FluentValidation integration
If your project already uses FluentValidation, you don't need to choose between it and MADE's validation pipeline. The MADE.Data.Validation.FluentValidation package lets you use FluentValidation's AbstractValidator<T> types within MADE's ValidatorCollection pattern.
dotnet add package MADE.Data.Validation.FluentValidation
Why integrate?
This is useful when you have UI controls or framework components that are built around MADE's IValidator/ValidatorCollection interface, but you want to use FluentValidation's rule-building API for the actual validation logic. You get the best of both worlds: FluentValidation's expressive rule syntax and MADE's consistent validation pipeline.

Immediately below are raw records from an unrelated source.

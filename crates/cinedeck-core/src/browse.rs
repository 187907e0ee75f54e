//! Client-side filtering and sorting of catalog listings.

use std::cmp::Ordering;
use std::fmt;
use std::str::FromStr;

use anyhow::bail;
use cinedeck_api::provider::MediaSummary;
use unicode_normalization::UnicodeNormalization;

/// Listing order.
#[derive(Debug, Clone, Copy, Default, PartialEq, Eq)]
pub enum SortOrder {
    /// Most recent year first.
    #[default]
    Newest,
    /// Oldest year first.
    Oldest,
    /// Highest rating first.
    Rating,
    /// Alphabetical by title.
    Title,
}

impl SortOrder {
    /// Command-line name.
    #[must_use]
    pub const fn as_str(self) -> &'static str {
        match self {
            Self::Newest => "newest",
            Self::Oldest => "oldest",
            Self::Rating => "rating",
            Self::Title => "title",
        }
    }
}

impl fmt::Display for SortOrder {
    fn fmt(&self, f: &mut fmt::Formatter<'_>) -> fmt::Result {
        f.write_str(self.as_str())
    }
}

impl FromStr for SortOrder {
    type Err = anyhow::Error;

    fn from_str(s: &str) -> Result<Self, Self::Err> {
        match s {
            "newest" => Ok(Self::Newest),
            "oldest" => Ok(Self::Oldest),
            "rating" => Ok(Self::Rating),
            "title" => Ok(Self::Title),
            other => bail!("unknown sort order: {other}"),
        }
    }
}

/// Normalizes text for case- and width-insensitive matching (NFKC + lowercase).
fn fold(text: &str) -> String {
    text.nfkc().collect::<String>().to_lowercase()
}

/// Filters applied to a popular listing page.
#[derive(Debug, Clone, Default, PartialEq, Eq)]
pub struct BrowseFilter {
    /// Substring the title must contain.
    pub search: Option<String>,
    /// Genre the title must carry (`all` means any).
    pub genre: Option<String>,
    /// Release year the title must have.
    pub year: Option<i32>,
    /// Result order.
    pub sort: SortOrder,
}

impl BrowseFilter {
    /// `true` when `item` passes every filter.
    #[must_use]
    pub fn matches(&self, item: &MediaSummary) -> bool {
        if let Some(search) = self.search.as_deref().filter(|s| !s.is_empty())
            && !fold(&item.title).contains(&fold(search))
        {
            return false;
        }
        if let Some(genre) = self
            .genre
            .as_deref()
            .filter(|g| !g.is_empty() && !g.eq_ignore_ascii_case("all"))
        {
            let wanted = fold(genre);
            if !item.genres.iter().any(|g| fold(g) == wanted) {
                return false;
            }
        }
        if let Some(year) = self.year
            && item.year != Some(year)
        {
            return false;
        }
        true
    }

    /// Filters then sorts `items`.
    #[must_use]
    pub fn apply(&self, items: Vec<MediaSummary>) -> Vec<MediaSummary> {
        let mut kept: Vec<MediaSummary> = items.into_iter().filter(|i| self.matches(i)).collect();
        match self.sort {
            SortOrder::Newest => kept.sort_by(|a, b| b.year.cmp(&a.year)),
            SortOrder::Oldest => kept.sort_by(|a, b| compare_oldest(a.year, b.year)),
            SortOrder::Rating => kept.sort_by(|a, b| b.rating.total_cmp(&a.rating)),
            SortOrder::Title => kept.sort_by_cached_key(|i| fold(&i.title)),
        }
        kept
    }
}

/// Ascending year with unknown years last.
fn compare_oldest(a: Option<i32>, b: Option<i32>) -> Ordering {
    match (a, b) {
        (Some(a), Some(b)) => a.cmp(&b),
        (Some(_), None) => Ordering::Less,
        (None, Some(_)) => Ordering::Greater,
        (None, None) => Ordering::Equal,
    }
}
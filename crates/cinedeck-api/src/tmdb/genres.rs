//! TMDB genre ID tables.
//!
//! Listing endpoints only return `genre_ids`; these tables resolve them
//! without an extra `genre/*/list` round trip.

/// Movie genres as returned by `genre/movie/list`.
const MOVIE_GENRES: &[(u32, &str)] = &[
    (28, "Action"),
    (12, "Adventure"),
    (16, "Animation"),
    (35, "Comedy"),
    (80, "Crime"),
    (99, "Documentary"),
    (18, "Drama"),
    (10751, "Family"),
    (14, "Fantasy"),
    (36, "History"),
    (27, "Horror"),
    (10402, "Music"),
    (9648, "Mystery"),
    (10749, "Romance"),
    (878, "Science Fiction"),
    (10770, "TV Movie"),
    (53, "Thriller"),
    (10752, "War"),
    (37, "Western"),
];

/// TV genres as returned by `genre/tv/list`.
const TV_GENRES: &[(u32, &str)] = &[
    (10759, "Action & Adventure"),
    (16, "Animation"),
    (35, "Comedy"),
    (80, "Crime"),
    (99, "Documentary"),
    (18, "Drama"),
    (10751, "Family"),
    (10762, "Kids"),
    (9648, "Mystery"),
    (10763, "News"),
    (10764, "Reality"),
    (10765, "Sci-Fi & Fantasy"),
    (10766, "Soap"),
    (10767, "Talk"),
    (10768, "War & Politics"),
    (37, "Western"),
];

fn lookup(table: &[(u32, &'static str)], id: u32) -> Option<&'static str> {
    table
        .iter()
        .find_map(|&(genre_id, name)| (genre_id == id).then_some(name))
}

/// Resolves a movie genre ID to its name.
#[must_use]
pub fn movie_genre_name(id: u32) -> Option<&'static str> {
    lookup(MOVIE_GENRES, id)
}

/// Resolves a TV genre ID to its name.
#[must_use]
pub fn tv_genre_name(id: u32) -> Option<&'static str> {
    lookup(TV_GENRES, id)
}

/// Returns the sorted, de-duplicated union of movie and TV genre names.
#[must_use]
pub fn all_genre_names() -> Vec<&'static str> {
    let mut names: Vec<&'static str> = MOVIE_GENRES
        .iter()
        .chain(TV_GENRES)
        .map(|&(_, name)| name)
        .collect();
    names.sort_unstable();
    names.dedup();
    names
}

Using FluentValidatorCollection
FluentValidatorCollection<T> accepts AbstractValidator<T> instances and exposes the same IsInvalid, FeedbackMessages, and Validated event as the standard ValidatorCollection:
using FluentValidation;
using MADE.Data.Validation.FluentValidation;
// Define a FluentValidation validator
public class UserValidator : AbstractValidator<User>
{
public UserValidator()
{
RuleFor(u => u.Email).NotEmpty().EmailAddress();
RuleFor(u => u.Name).NotEmpty().MinimumLength(2);
}
}
// Use it with MADE's validation pipeline
var validators = new FluentValidatorCollection<User>
{
new UserValidator(),
};
validators.Validate(user);
if (validators.IsInvalid)
{
foreach (var message in validators.FeedbackMessages)
{
Console.WriteLine(message);
}
}
When to use this
- You have existing FluentValidation validators and want to use them in a MADE-compatible validation pipeline.
- Your UI framework or input controls expect MADE's
IValidatorinterface but you prefer FluentValidation's rule syntax. - You want to mix FluentValidation validators with MADE's built-in validators in the same validation flow.